◆ What is required:
Wherever a line of the records contains "tokio", copy that line.

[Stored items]
BEGIN

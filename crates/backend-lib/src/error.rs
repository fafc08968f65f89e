// crates/backend-lib/src/error.rs

//! Central error type + Axum integration.
use axum::{
    http::StatusCode,
    response::{IntoResponse, Response},
    Json,
};
use gatekeeper_common::{ErrorBody, ErrorDetail};
use thiserror::Error;

/// Authentication outcomes and failures.
///
/// The first five variants are the terminal business decisions of the
/// session manager. They are never retried internally.
#[derive(Error, Debug)]
pub enum AuthError {
    #[error("invalid credentials")]
    InvalidCredentials,

    #[error("user not active")]
    UserNotActive,

    #[error("account temporarily locked")]
    AccountLocked,

    #[error("session not found")]
    SessionNotFound,

    #[error("session expired")]
    SessionExpired,

    #[error("user not found")]
    UserNotFound,

    #[error("identifier already registered")]
    IdentifierTaken,

    #[error("rate limit exceeded")]
    RateLimitExceeded,

    #[error("authentication required")]
    Unauthenticated,

    #[error("access denied")]
    Forbidden,

    #[error("invalid input: {0}")]
    InvalidInput(String),

    #[error("internal error: {0}")]
    Internal(String),

    /// Opaque failure from a storage collaborator, passed through untouched
    #[error(transparent)]
    Storage(#[from] anyhow::Error),
}

impl AuthError {
    /// Get the HTTP status code for this error
    pub fn status_code(&self) -> StatusCode {
        match self {
            AuthError::InvalidCredentials
            | AuthError::SessionNotFound
            | AuthError::SessionExpired
            | AuthError::Unauthenticated => StatusCode::UNAUTHORIZED,
            AuthError::UserNotActive | AuthError::Forbidden => StatusCode::FORBIDDEN,
            AuthError::AccountLocked | AuthError::RateLimitExceeded => {
                StatusCode::TOO_MANY_REQUESTS
            }
            AuthError::UserNotFound => StatusCode::NOT_FOUND,
            AuthError::IdentifierTaken => StatusCode::CONFLICT,
            AuthError::InvalidInput(_) => StatusCode::BAD_REQUEST,
            AuthError::Internal(_) | AuthError::Storage(_) => StatusCode::INTERNAL_SERVER_ERROR,
        }
    }

    /// Get the error code for this error
    pub fn error_code(&self) -> &'static str {
        match self {
            AuthError::InvalidCredentials => "AUTH_001",
            AuthError::UserNotActive => "AUTH_002",
            AuthError::AccountLocked => "AUTH_003",
            AuthError::Unauthenticated => "AUTH_004",
            AuthError::Forbidden => "AUTH_005",
            AuthError::SessionNotFound => "SESS_001",
            AuthError::SessionExpired => "SESS_002",
            AuthError::UserNotFound => "USER_001",
            AuthError::IdentifierTaken => "USER_002",
            AuthError::RateLimitExceeded => "RATE_001",
            AuthError::InvalidInput(_) => "VAL_001",
            AuthError::Internal(_) => "INT_001",
            AuthError::Storage(_) => "STORE_001",
        }
    }

    /// Get a sanitized message suitable for production use
    pub fn sanitized_message(&self) -> String {
        match self {
            AuthError::InvalidCredentials => "Invalid credentials".to_string(),
            AuthError::UserNotActive => "Account is not active".to_string(),
            AuthError::AccountLocked => {
                "Account temporarily locked, please try again later".to_string()
            }
            AuthError::SessionNotFound | AuthError::Unauthenticated => {
                "Authentication required".to_string()
            }
            AuthError::SessionExpired => "Session expired".to_string(),
            AuthError::Forbidden => "Access denied".to_string(),
            AuthError::UserNotFound => "Resource not found".to_string(),
            AuthError::IdentifierTaken => "Identifier already registered".to_string(),
            AuthError::RateLimitExceeded => {
                "Rate limit exceeded, please try again later".to_string()
            }
            AuthError::InvalidInput(_) => "Invalid input provided".to_string(),
            AuthError::Internal(_) | AuthError::Storage(_) => {
                "An internal server error occurred".to_string()
            }
        }
    }

    /// Whether this is one of the terminal session-manager outcomes
    pub fn is_terminal(&self) -> bool {
        matches!(
            self,
            AuthError::InvalidCredentials
                | AuthError::UserNotActive
                | AuthError::AccountLocked
                | AuthError::SessionNotFound
                | AuthError::SessionExpired
        )
    }
}

impl IntoResponse for AuthError {
    fn into_response(self) -> Response {
        let status = self.status_code();
        if status.is_server_error() {
            tracing::error!(error = %self, "request failed");
        } else if self.is_terminal() {
            tracing::debug!(error = %self, "request denied");
        }

        // Use detailed messages in development, sanitized in production
        let message = if cfg!(debug_assertions) {
            self.to_string()
        } else {
            self.sanitized_message()
        };

        let body = ErrorBody {
            error: ErrorDetail {
                code: self.error_code().to_string(),
                message,
            },
        };

        (status, Json(body)).into_response()
    }
}

impl From<tokio::task::JoinError> for AuthError {
    fn from(err: tokio::task::JoinError) -> Self {
        AuthError::Internal(format!("background task failed: {err}"))
    }
}
// ============================
// crates/backend-lib/src/auth/session.rs
// ============================
//! Session lifecycle: login, validation with sliding refresh, logout.
use chrono::{DateTime, Utc};
use gatekeeper_common::{CreateUserInput, Session, SessionMetadata, UpdateProfileInput, UserRecord};
use metrics::counter;
use std::{sync::Arc, time::Duration};
use tracing::{debug, info, warn};

use super::lockout::{LockoutTracker, DEFAULT_LOCKOUT_DURATION, DEFAULT_MAX_FAILED_ATTEMPTS};
use crate::error::AuthError;
use crate::metrics::{
    LOCKOUT_TRIGGERED, LOGIN_FAILURE, LOGIN_SUCCESS, SESSION_CREATED, SESSION_EXPIRED,
    SESSION_REFRESHED, SESSION_REVOKED,
};
use crate::storage::{SessionStore, UserStore};

/// Default session validity window (30 days)
pub const DEFAULT_SESSION_DURATION: Duration = Duration::from_secs(60 * 60 * 24 * 30);

/// Remaining lifetime below which a session is extended (15 days)
pub const DEFAULT_REFRESH_THRESHOLD: Duration = Duration::from_secs(60 * 60 * 24 * 15);

/// Session manager configuration
#[derive(Debug, Clone, PartialEq, Eq)]
pub struct AuthConfig {
    /// Validity window from issuance or refresh
    pub session_duration: Duration,
    /// Sessions with less than this remaining are extended on validation
    pub refresh_threshold: Duration,
    /// Failed attempts before an identifier is locked
    pub max_failed_attempts: u32,
    /// How long a lock lasts
    pub lockout_duration: Duration,
}

impl Default for AuthConfig {
    fn default() -> Self {
        Self {
            session_duration: DEFAULT_SESSION_DURATION,
            refresh_threshold: DEFAULT_REFRESH_THRESHOLD,
            max_failed_attempts: DEFAULT_MAX_FAILED_ATTEMPTS,
            lockout_duration: DEFAULT_LOCKOUT_DURATION,
        }
    }
}

/// `now + ttl`, saturating at the largest representable instant
fn expiry_from(now: DateTime<Utc>, ttl: Duration) -> DateTime<Utc> {
    chrono::Duration::from_std(ttl)
        .ok()
        .and_then(|ttl| now.checked_add_signed(ttl))
        .unwrap_or(DateTime::<Utc>::MAX_UTC)
}

/// Coordinates the user store, the session store and the lockout tracker.
///
/// Each call is independent; nothing here is transactional with respect to
/// the stores. Session refresh is read-then-write and last writer wins.
pub struct SessionManager {
    users: Arc<dyn UserStore>,
    sessions: Arc<dyn SessionStore>,
    config: AuthConfig,
    lockout: LockoutTracker,
}

impl SessionManager {
    /// Create a new session manager
    pub fn new(
        users: Arc<dyn UserStore>,
        sessions: Arc<dyn SessionStore>,
        config: AuthConfig,
    ) -> Self {
        let lockout = LockoutTracker::new(config.max_failed_attempts, config.lockout_duration);
        Self {
            users,
            sessions,
            config,
            lockout,
        }
    }

    /// Authenticate `identifier` and open a new session.
    pub async fn login(
        &self,
        identifier: &str,
        secret: &str,
        metadata: SessionMetadata,
    ) -> Result<(Session, UserRecord), AuthError> {
        if self.lockout.is_locked(identifier) {
            counter!(LOGIN_FAILURE).increment(1);
            debug!(identifier, "login rejected, identifier locked");
            return Err(AuthError::AccountLocked);
        }

        let user = match self.users.validate_credentials(identifier, secret).await {
            Ok(user) => user,
            Err(AuthError::InvalidCredentials) => {
                counter!(LOGIN_FAILURE).increment(1);
                if self.lockout.record_failure(identifier) {
                    counter!(LOCKOUT_TRIGGERED).increment(1);
                }
                return Err(AuthError::InvalidCredentials);
            }
            Err(err) => return Err(err),
        };

        // Inactive accounts neither clear nor add to the failure count
        if !user.active {
            counter!(LOGIN_FAILURE).increment(1);
            return Err(AuthError::UserNotActive);
        }

        self.lockout.clear(identifier);

        let expires_at = expiry_from(Utc::now(), self.config.session_duration);
        let mut session = self.sessions.create(&user.id, expires_at, &metadata).await?;
        session.fresh = true;

        counter!(LOGIN_SUCCESS).increment(1);
        counter!(SESSION_CREATED).increment(1);
        info!(user_id = %user.id, identifier, ip = ?metadata.ip, "login succeeded");

        Ok((session, user))
    }

    /// Resolve a session id to its session and user, extending the session
    /// when it is inside the refresh window.
    pub async fn validate_session(
        &self,
        session_id: &str,
    ) -> Result<(Session, UserRecord), AuthError> {
        let mut session = self.sessions.get(session_id).await?;

        let now = Utc::now();
        if session.is_expired_at(now) {
            if let Err(err) = self.sessions.delete(session_id).await {
                debug!(error = %err, "failed to delete expired session");
            }
            counter!(SESSION_EXPIRED).increment(1);
            return Err(AuthError::SessionExpired);
        }

        let user = self.users.find_by_id(&session.user_id).await?;
        if !user.active {
            return Err(AuthError::UserNotActive);
        }

        session.fresh = false;
        let remaining = (session.expires_at - now).to_std().unwrap_or_default();
        if remaining < self.config.refresh_threshold {
            let new_expires_at = expiry_from(now, self.config.session_duration);
            match self.sessions.update_expiry(session_id, new_expires_at).await {
                Ok(()) => {
                    session.expires_at = new_expires_at;
                    session.fresh = true;
                    counter!(SESSION_REFRESHED).increment(1);
                    debug!(user_id = %user.id, "session refreshed");
                }
                Err(err) => debug!(error = %err, "session refresh failed"),
            }
        }

        Ok((session, user))
    }

    /// Delete a session. Unknown ids are not an error.
    pub async fn logout(&self, session_id: &str) -> Result<(), AuthError> {
        match self.sessions.delete(session_id).await {
            Ok(()) | Err(AuthError::SessionNotFound) => {
                counter!(SESSION_REVOKED).increment(1);
                Ok(())
            }
            Err(err) => Err(err),
        }
    }

    /// Delete every session of a user
    pub async fn logout_all(&self, user_id: &str) -> Result<(), AuthError> {
        self.sessions.delete_all_for_user(user_id).await?;
        counter!(SESSION_REVOKED).increment(1);
        info!(user_id, "all sessions revoked");
        Ok(())
    }

    /// Register a new user. Duplicate identifiers or emails are rejected.
    pub async fn register(&self, input: CreateUserInput) -> Result<UserRecord, AuthError> {
        match self.users.find_by_identifier(&input.identifier).await {
            Ok(_) => return Err(AuthError::IdentifierTaken),
            Err(AuthError::UserNotFound) => {}
            Err(err) => return Err(err),
        }
        if !input.email.is_empty() {
            match self.users.find_by_identifier(&input.email).await {
                Ok(_) => return Err(AuthError::IdentifierTaken),
                Err(AuthError::UserNotFound) => {}
                Err(err) => return Err(err),
            }
        }

        let user = self.users.create(input).await?;
        info!(user_id = %user.id, identifier = %user.identifier, "user registered");
        Ok(user)
    }

    /// Replace a user's secret after checking the current one, then revoke
    /// all of the user's sessions.
    ///
    /// The current secret check goes through the lockout tracker like a
    /// login attempt on the user's identifier.
    pub async fn change_password(
        &self,
        user: &UserRecord,
        current_secret: &str,
        new_secret: &str,
    ) -> Result<(), AuthError> {
        if self.lockout.is_locked(&user.identifier) {
            debug!(user_id = %user.id, "password change rejected, identifier locked");
            return Err(AuthError::AccountLocked);
        }

        match self
            .users
            .validate_credentials(&user.identifier, current_secret)
            .await
        {
            Ok(_) => self.lockout.clear(&user.identifier),
            Err(AuthError::InvalidCredentials) => {
                if self.lockout.record_failure(&user.identifier) {
                    counter!(LOCKOUT_TRIGGERED).increment(1);
                }
                return Err(AuthError::InvalidCredentials);
            }
            Err(err) => return Err(err),
        }
        self.users.update_password(&user.id, new_secret).await?;
        self.logout_all(&user.id).await
    }

    /// Revoke one session of `user_id`.
    ///
    /// Ids that are unknown or belong to another user fail with
    /// [`AuthError::Forbidden`] alike.
    pub async fn revoke_session(&self, user_id: &str, session_id: &str) -> Result<(), AuthError> {
        let session = match self.sessions.get(session_id).await {
            Ok(session) => session,
            Err(AuthError::SessionNotFound) => return Err(AuthError::Forbidden),
            Err(err) => return Err(err),
        };

        if session.user_id != user_id {
            warn!(user_id, "refused to revoke a session of another user");
            return Err(AuthError::Forbidden);
        }

        self.logout(session_id).await?;
        info!(user_id, "session revoked");
        Ok(())
    }

    /// Change the display name and/or email of a user. A new email must not
    /// be in use as another user's identifier or email.
    pub async fn update_profile(
        &self,
        user: &UserRecord,
        update: UpdateProfileInput,
    ) -> Result<UserRecord, AuthError> {
        let new_email = update
            .email
            .as_deref()
            .map(str::trim)
            .filter(|email| !email.is_empty() && *email != user.email);
        if let Some(email) = new_email {
            match self.users.find_by_identifier(email).await {
                Ok(other) if other.id != user.id => return Err(AuthError::IdentifierTaken),
                Ok(_) | Err(AuthError::UserNotFound) => {}
                Err(err) => return Err(err),
            }
        }

        let updated = self.users.update_profile(&user.id, &update).await?;
        info!(user_id = %updated.id, "profile updated");
        Ok(updated)
    }

    /// Sessions of a user, newest first
    pub async fn list_sessions(&self, user_id: &str) -> Result<Vec<Session>, AuthError> {
        self.sessions.list_for_user(user_id).await
    }

    pub fn config(&self) -> &AuthConfig {
        &self.config
    }

    pub fn lockout(&self) -> &LockoutTracker {
        &self.lockout
    }

    pub fn user_store(&self) -> Arc<dyn UserStore> {
        Arc::clone(&self.users)
    }

    pub fn session_store(&self) -> Arc<dyn SessionStore> {
        Arc::clone(&self.sessions)
    }
}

END

◆ Reply:
impl From<tokio::task::JoinError> for AuthError {
    fn from(err: tokio::task::JoinError) -> Self {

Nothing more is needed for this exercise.